Des missions stratégiques et multidimensionnelles
Ce nouvel organe a pour objectif principal de mener une veille législative et réglementaire rigoureuse. Il devra également mener des études prospectives pour anticiper les évolutions sociétales et économiques. Parmi ses attributions figurent également l’accompagnement des institutions publiques dans la rédaction de textes juridiques adaptés, ainsi que la facilitation de la transposition et de la mise en œuvre des normes communautaires régionales.
Un diagnostic sans concession du droit béninois
Lors de son discours inaugural, le Président Wadagni a souligné l’urgence de réformer le droit positif béninois. « Le maintien de dispositions obsolètes freine notre dynamisme et affaiblit la crédibilité de nos institutions », a-t-il déclaré. Le Comité devra identifier les textes dépassés, combler les lacunes juridiques sur les enjeux émergents et éliminer les contradictions internes qui sapent la cohérence de l’appareil judiciaire. Pour lui, la sécurité juridique repose sur des lois claires, cohérentes et accessibles, fondements indispensables de la confiance citoyenne.
Le droit, levier de croissance et de transformation
Romuald Wadagni a redéfini la place du droit dans le développement national. Selon lui, « le droit ne doit plus être perçu uniquement comme un instrument d’ordre et de justice, mais comme un accélérateur de progrès ». Cette vision ambitieuse implique une approche prospective pour anticiper les défis contemporains : transition écologique, modernisation agricole, gestion urbaine ou encore régulation des nouvelles technologies. Le Bénin vise ainsi à se doter d’un cadre réglementaire avant-gardiste, capable de stimuler l’innovation et de renforcer l’attractivité du pays.
Les bénéfices attendus sont multiples :
- Renforcer l’attractivité économique en offrant un environnement juridique prévisible et stable aux investisseurs ;
- Protéger les ressources naturelles et les populations vulnérables grâce à une régulation anticipative ;
- Simplifier les démarches administratives et accélérer la réalisation des infrastructures stratégiques.

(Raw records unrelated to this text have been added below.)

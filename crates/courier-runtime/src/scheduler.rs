//! Schedule worker.
//!
//! Polls for due scheduled sends on a fixed interval. Each due item is
//! claimed through a conditional `pending → in_flight` transition before any
//! send attempt, so two worker instances over the same database never fire
//! the same item twice. Success and failure are both terminal for one-shot
//! items; recurring items return to `pending` at their next cron occurrence,
//! skipping any occurrences missed while the worker was down.

use std::sync::Arc;
use std::time::Duration;

use chrono::{DateTime, Utc};
use courier_core::errors::{CourierError, Result};
use courier_core::schedule::ScheduledSend;
use courier_core::send::SendOrigin;
use courier_gateway::GatewayClient;
use courier_store::Store;
use metrics::counter;
use tokio_util::sync::CancellationToken;
use tracing::{debug, info, instrument, warn};

use crate::cron::CronSchedule;

/// What one poll tick did.
#[derive(Debug, Default, Clone, Copy, PartialEq, Eq)]
pub struct TickStats {
    /// Items claimed this tick.
    pub claimed: usize,
    /// Items fired successfully.
    pub sent: usize,
    /// Items terminally failed.
    pub failed: usize,
    /// Recurring items returned to pending.
    pub rescheduled: usize,
}

/// Fixed-interval worker firing due scheduled sends.
pub struct ScheduleWorker {
    store: Arc<Store>,
    client: Arc<GatewayClient>,
    poll_interval: Duration,
}

impl ScheduleWorker {
    /// Build a worker over the shared store and gateway client.
    #[must_use]
    pub fn new(store: Arc<Store>, client: Arc<GatewayClient>, poll_interval: Duration) -> Self {
        Self {
            store,
            client,
            poll_interval,
        }
    }

    /// Poll until cancelled.
    pub async fn run(&self, cancel: CancellationToken) {
        let mut ticker = tokio::time::interval(self.poll_interval);
        ticker.set_missed_tick_behavior(tokio::time::MissedTickBehavior::Skip);
        loop {
            tokio::select! {
                () = cancel.cancelled() => break,
                _ = ticker.tick() => {}
            }
            if let Err(err) = self.tick(Utc::now()).await {
                warn!(error = %err, "schedule tick failed");
            }
        }
        debug!("schedule worker stopped");
    }

    /// Claim and fire everything due at `now`.
    #[instrument(skip(self))]
    pub async fn tick(&self, now: DateTime<Utc>) -> Result<TickStats> {
        let claimed = self.store.claim_due_schedules(now)?;
        let mut stats = TickStats {
            claimed: claimed.len(),
            ..TickStats::default()
        };
        for item in claimed {
            self.fire(&item, now, &mut stats).await;
        }
        if stats.claimed > 0 {
            info!(
                claimed = stats.claimed,
                sent = stats.sent,
                failed = stats.failed,
                rescheduled = stats.rescheduled,
                "schedule tick"
            );
        }
        Ok(stats)
    }

    /// Fire one claimed item. Errors land on the item itself, never back on
    /// the tick — one failing schedule cannot block its siblings.
    async fn fire(&self, item: &ScheduledSend, now: DateTime<Utc>, stats: &mut TickStats) {
        let send = match self.store.enqueue_send(
            &item.account_id,
            &item.recipient,
            &item.body,
            SendOrigin::Schedule,
        ) {
            Ok(send) => send,
            Err(err) => {
                let err = CourierError::schedule_fire(&item.id, err.to_string());
                warn!(error = %err, "could not record scheduled send");
                self.finish_failed(item, &err.to_string(), stats);
                return;
            }
        };

        match self
            .client
            .send_message(&item.account_id, &item.recipient, &item.body)
            .await
        {
            Ok(external_id) => {
                if let Err(err) = self.store.mark_send_sent(&send.id, &external_id) {
                    warn!(send_id = %send.id, error = %err, "sent but status write failed");
                }
                counter!("courier_schedule_fired_total").increment(1);
                self.finish_sent(item, now, stats);
            }
            Err(err) => {
                if let Err(mark_err) = self.store.mark_send_failed(&send.id, &err.to_string()) {
                    warn!(send_id = %send.id, error = %mark_err, "failure status write failed");
                }
                let err = CourierError::schedule_fire(&item.id, err.to_string());
                warn!(error = %err, "scheduled send rejected");
                self.finish_failed(item, &err.to_string(), stats);
            }
        }
    }

    fn finish_sent(&self, item: &ScheduledSend, now: DateTime<Utc>, stats: &mut TickStats) {
        if item.is_recurring() {
            if let Some(next) = self.next_occurrence(item, now) {
                match self.store.reschedule(&item.id, next) {
                    Ok(true) => {
                        debug!(schedule_id = %item.id, %next, "recurring item rescheduled");
                        stats.rescheduled += 1;
                        return;
                    }
                    Ok(false) => warn!(schedule_id = %item.id, "reschedule found no in-flight item"),
                    Err(err) => warn!(schedule_id = %item.id, error = %err, "reschedule failed"),
                }
            }
        }
        match self.store.complete_schedule_sent(&item.id) {
            Ok(_) => stats.sent += 1,
            Err(err) => warn!(schedule_id = %item.id, error = %err, "completion write failed"),
        }
    }

    fn finish_failed(&self, item: &ScheduledSend, error: &str, stats: &mut TickStats) {
        match self.store.complete_schedule_failed(&item.id, error) {
            Ok(_) => {
                counter!("courier_schedule_failed_total").increment(1);
                stats.failed += 1;
            }
            Err(err) => warn!(schedule_id = %item.id, error = %err, "failure write failed"),
        }
    }

    /// Next cron occurrence strictly after `now` — occurrences missed while
    /// the worker was down are skipped, not replayed.
    fn next_occurrence(&self, item: &ScheduledSend, now: DateTime<Utc>) -> Option<DateTime<Utc>> {
        let expr = item.cron_expr.as_deref()?;
        match CronSchedule::parse(expr) {
            Ok(schedule) => {
                let next = schedule.next_after(now);
                if next.is_none() {
                    warn!(schedule_id = %item.id, expr, "cron expression has no future occurrence");
                }
                next
            }
            Err(err) => {
                warn!(schedule_id = %item.id, expr, error = %err, "unparseable cron expression");
                None
            }
        }
    }
}

// ─────────────────────────────────────────────────────────────────────────────
// Tests
// ─────────────────────────────────────────────────────────────────────────────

Une réforme inclusive pour une légitimité renforcée
Le succès de cette réforme dépendra de son approche participative. Le Président a insisté sur la nécessité d’associer l’ensemble des acteurs concernés : universitaires, magistrats, avocats, professionnels du secteur juridique, représentants de la société civile et experts sectoriels. Ce dialogue élargi garantira l’adéquation des futures normes avec les réalités du terrain et renforcera leur légitimité.
Pour concrétiser cette ambition, le Gouvernement s’est engagé à fournir au Comité les ressources logistiques, techniques et financières nécessaires. Une mobilisation sans faille sera déployée pour que cette réforme porte ses fruits.
Une nouvelle ère pour l’État de droit
En installant officiellement les membres du Comité permanent, Romuald Wadagni leur a lancé un appel à l’action : « Produisez des réformes ambitieuses, rigoureuses et consensuelles ». Avec cette Commission, le Bénin se dote d’un outil clé pour transformer son cadre juridique en un levier de développement économique et social. Si les engagements pris se concrétisent, le pays pourrait basculer vers une ère où le droit ne sera plus un simple garde-fou, mais un moteur puissant de son avenir.